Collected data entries
◆ ◆ ◆ ◆

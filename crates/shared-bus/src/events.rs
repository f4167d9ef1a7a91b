//! # Ceremony Events
//!
//! A Firestore-backed coordinator would react to `onCreate`/`onUpdate`
//! triggers on the Participant, Contribution, and Circuit documents. Here
//! those triggers become `CeremonyEvent` variants published to the
//! in-process bus; each component subscribes to the subset it cares about
//! instead of being called directly.

use shared_types::{CeremonyId, CircuitId, ParticipantId};

/// Coarse topic used for subscription filtering.
#[derive(Debug, Clone, Copy, PartialEq, Eq, Hash)]
pub enum EventTopic {
    Participant,
    Contribution,
    Circuit,
}

#[derive(Debug, Clone)]
pub enum CeremonyEvent {
    /// A participant's `contribution_step` advanced (including the
    /// `Uploading -> Verifying` transition that triggers the Verifier).
    ParticipantStepAdvanced {
        ceremony_id: CeremonyId,
        circuit_id: CircuitId,
        participant_id: ParticipantId,
        step: shared_types::ContributionStep,
    },
    /// A participant was admitted to a circuit's queue as its new head.
    ParticipantPromotedToContributor {
        ceremony_id: CeremonyId,
        circuit_id: CircuitId,
        participant_id: ParticipantId,
    },
    /// A participant's contribution was classified (valid or invalid).
    ContributionClassified {
        ceremony_id: CeremonyId,
        circuit_id: CircuitId,
        participant_id: ParticipantId,
        valid: bool,
    },
    /// A participant was timed out by the Scheduler.
    ParticipantTimedOut {
        ceremony_id: CeremonyId,
        circuit_id: CircuitId,
        participant_id: ParticipantId,
    },
    /// A circuit finished its final verification during finalization.
    CircuitFinalized {
        ceremony_id: CeremonyId,
        circuit_id: CircuitId,
        valid: bool,
    },
    /// Every circuit in the ceremony has a valid final contribution.
    CeremonyFinalized { ceremony_id: CeremonyId },
}

impl CeremonyEvent {
    pub fn topic(&self) -> EventTopic {
        match self {
            CeremonyEvent::ParticipantStepAdvanced { .. }
            | CeremonyEvent::ParticipantPromotedToContributor { .. }
            | CeremonyEvent::ParticipantTimedOut { .. } => EventTopic::Participant,
            CeremonyEvent::ContributionClassified { .. } => EventTopic::Contribution,
            CeremonyEvent::CircuitFinalized { .. } | CeremonyEvent::CeremonyFinalized { .. } => {
                EventTopic::Circuit
            }
        }
    }
}

/// Subscription filter: `None` matches every topic.
#[derive(Debug, Clone, Default)]
pub struct EventFilter {
    pub topics: Option<Vec<EventTopic>>,
}

impl EventFilter {
    pub fn all() -> Self {
        Self { topics: None }
    }

    pub fn topics(topics: Vec<EventTopic>) -> Self {
        Self {
            topics: Some(topics),
        }
    }

    pub fn matches(&self, event: &CeremonyEvent) -> bool {
        match &self.topics {
            None => true,
            Some(topics) => topics.contains(&event.topic()),
        }
    }
}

◆ ◆ ◆ ◆

## Work item
Note each line above that holds "triggers", then copy all of them.

## Response below
//! triggers on the Participant, Contribution, and Circuit documents. Here
//! those triggers become `CeremonyEvent` variants published to the
    /// `Uploading -> Verifying` transition that triggers the Verifier).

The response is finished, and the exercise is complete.